> Saved data entries:
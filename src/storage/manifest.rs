//! The manifest file: schema, counters and the checkpoint position.
//!
//! A single bincode file updated by write-to-temp + rename, so readers always
//! see either the old or the new manifest and never a torn one. An unreadable
//! manifest makes `open` fail with a corruption error; the engine refuses to
//! guess at schema.

use crate::catalog::CatalogSnapshot;
use crate::error::{DbError, DbResult};
use crate::storage::wal::Lsn;
use serde::{Deserialize, Serialize};
use std::fs::File;
use std::io::Write;
use std::path::{Path, PathBuf};

pub const MANIFEST_FILE: &str = "MANIFEST";
const MANIFEST_MAGIC: u32 = 0x504C_4D46; // "PLMF"

#[derive(Debug, Clone, Serialize, Deserialize)]
pub struct Manifest {
    magic: u32,
    /// Page size the data file was created with; immutable afterwards.
    pub page_size: u32,
    /// Replay starts here.
    pub last_checkpoint_lsn: Lsn,
    /// Transaction id counter floor after restart.
    pub next_txn_id: u64,
    /// Commit timestamp counter floor after restart.
    pub next_commit_ts: u64,
    /// Whether the last shutdown ran a final checkpoint.
    pub clean_shutdown: bool,
    pub catalog: CatalogSnapshot,
}

impl Manifest {
    pub fn new(page_size: u32, catalog: CatalogSnapshot) -> Self {
        Manifest {
            magic: MANIFEST_MAGIC,
            page_size,
            last_checkpoint_lsn: Lsn::INVALID,
            next_txn_id: 1,
            next_commit_ts: 1,
            clean_shutdown: true,
            catalog,
        }
    }

    pub fn load(dir: &Path) -> DbResult<Self> {
        let bytes = std::fs::read(Self::path(dir))?;
        let manifest: Manifest = bincode::deserialize(&bytes)
            .map_err(|e| DbError::Corruption(format!("manifest unreadable: {}", e)))?;
        if manifest.magic != MANIFEST_MAGIC {
            return Err(DbError::Corruption("manifest has wrong magic".into()));
        }
        Ok(manifest)
    }

    /// Atomically replaces the manifest on disk.
    pub fn store(&self, dir: &Path) -> DbResult<()> {
        let tmp = dir.join(format!("{}.tmp", MANIFEST_FILE));
        let bytes = bincode::serialize(self)?;
        {
            let mut file = File::create(&tmp)?;
            file.write_all(&bytes)?;
            file.sync_all()?;
        }
        std::fs::rename(&tmp, Self::path(dir))?;
        if let Ok(dir_handle) = File::open(dir) {
            let _ = dir_handle.sync_all();
        }
        Ok(())
    }

    pub fn exists(dir: &Path) -> bool {
        Self::path(dir).exists()
    }

    fn path(dir: &Path) -> PathBuf {
        dir.join(MANIFEST_FILE)
    }
}

#[cfg(test)]
mod tests {
    use super::*;
    use tempfile::tempdir;

    #[test]
    fn test_store_and_load() -> DbResult<()> {
        let dir = tempdir().unwrap();
        let mut manifest = Manifest::new(8192, CatalogSnapshot::default());
        manifest.last_checkpoint_lsn = Lsn(17);
        manifest.next_txn_id = 5;
        manifest.store(dir.path())?;

        let loaded = Manifest::load(dir.path())?;
        assert_eq!(loaded.page_size, 8192);
        assert_eq!(loaded.last_checkpoint_lsn, Lsn(17));
        assert_eq!(loaded.next_txn_id, 5);
        assert!(loaded.clean_shutdown);
        Ok(())
    }

    #[test]
    fn test_missing_manifest() {
        let dir = tempdir().unwrap();
        assert!(!Manifest::exists(dir.path()));
        assert!(matches!(Manifest::load(dir.path()), Err(DbError::Io(_))));
    }

    #[test]
    fn test_corrupt_manifest_detected() {
        let dir = tempdir().unwrap();
        std::fs::write(dir.path().join(MANIFEST_FILE), b"not a manifest").unwrap();
        assert!(matches!(
            Manifest::load(dir.path()),
            Err(DbError::Corruption(_))
        ));
    }

    #[test]
    fn test_store_overwrites_atomically() -> DbResult<()> {
        let dir = tempdir().unwrap();
        let m1 = Manifest::new(4096, CatalogSnapshot::default());
        m1.store(dir.path())?;
        let mut m2 = Manifest::new(4096, CatalogSnapshot::default());
        m2.next_commit_ts = 99;
        m2.store(dir.path())?;
        assert_eq!(Manifest::load(dir.path())?.next_commit_ts, 99);
        Ok(())
    }
}
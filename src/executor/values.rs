//! Literal rows, for SELECT without FROM.

use crate::access::value::Value;
use crate::error::DbResult;
use crate::executor::{infer_type, ColumnInfo, Executor};
use crate::expression::eval::evaluate;
use crate::sql::ast::Expression;

pub struct ValuesExecutor {
    rows: Vec<Vec<Expression>>,
    names: Vec<String>,
    schema: Vec<ColumnInfo>,
    cursor: usize,
}

impl ValuesExecutor {
    pub fn new(rows: Vec<Vec<Expression>>, names: Vec<String>) -> Self {
        Self {
            rows,
            names,
            schema: Vec::new(),
            cursor: 0,
        }
    }
}

impl Executor for ValuesExecutor {
    fn init(&mut self) -> DbResult<()> {
        let first = self.rows.first().cloned().unwrap_or_default();
        self.schema = self
            .names
            .iter()
            .enumerate()
            .map(|(i, name)| {
                let dt = first
                    .get(i)
                    .map(|e| infer_type(e, &[]))
                    .unwrap_or(crate::access::value::DataType::Text);
                ColumnInfo::new(name.clone(), dt)
            })
            .collect();
        Ok(())
    }

    fn next(&mut self) -> DbResult<Option<Vec<Value>>> {
        let Some(row) = self.rows.get(self.cursor) else {
            return Ok(None);
        };
        self.cursor += 1;
        let values = row
            .iter()
            .map(|e| evaluate(e, &[], &[]))
            .collect::<DbResult<Vec<Value>>>()?;
        Ok(Some(values))
    }

    fn output_schema(&self) -> &[ColumnInfo] {
        &self.schema
    }
}

#[cfg(test)]
mod tests {
    use super::*;
    use crate::sql::ast::{BinaryOperator, Expression as E};

    #[test]
    fn test_constant_row() -> DbResult<()> {
        let rows = vec![vec![E::BinaryOp {
            left: Box::new(E::literal(Value::Int32(1))),
            op: BinaryOperator::Plus,
            right: Box::new(E::literal(Value::Int32(1))),
        }]];
        let mut exec = ValuesExecutor::new(rows, vec!["two".into()]);
        exec.init()?;
        assert_eq!(exec.next()?, Some(vec![Value::Int32(2)]));
        assert_eq!(exec.next()?, None);
        Ok(())
    }
}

> EXERCISE DIRECTIONS:
Every line containing the string "impl" in the entries should be counted; give the resulting number and nothing else.

> EXPECTED ANSWER:
3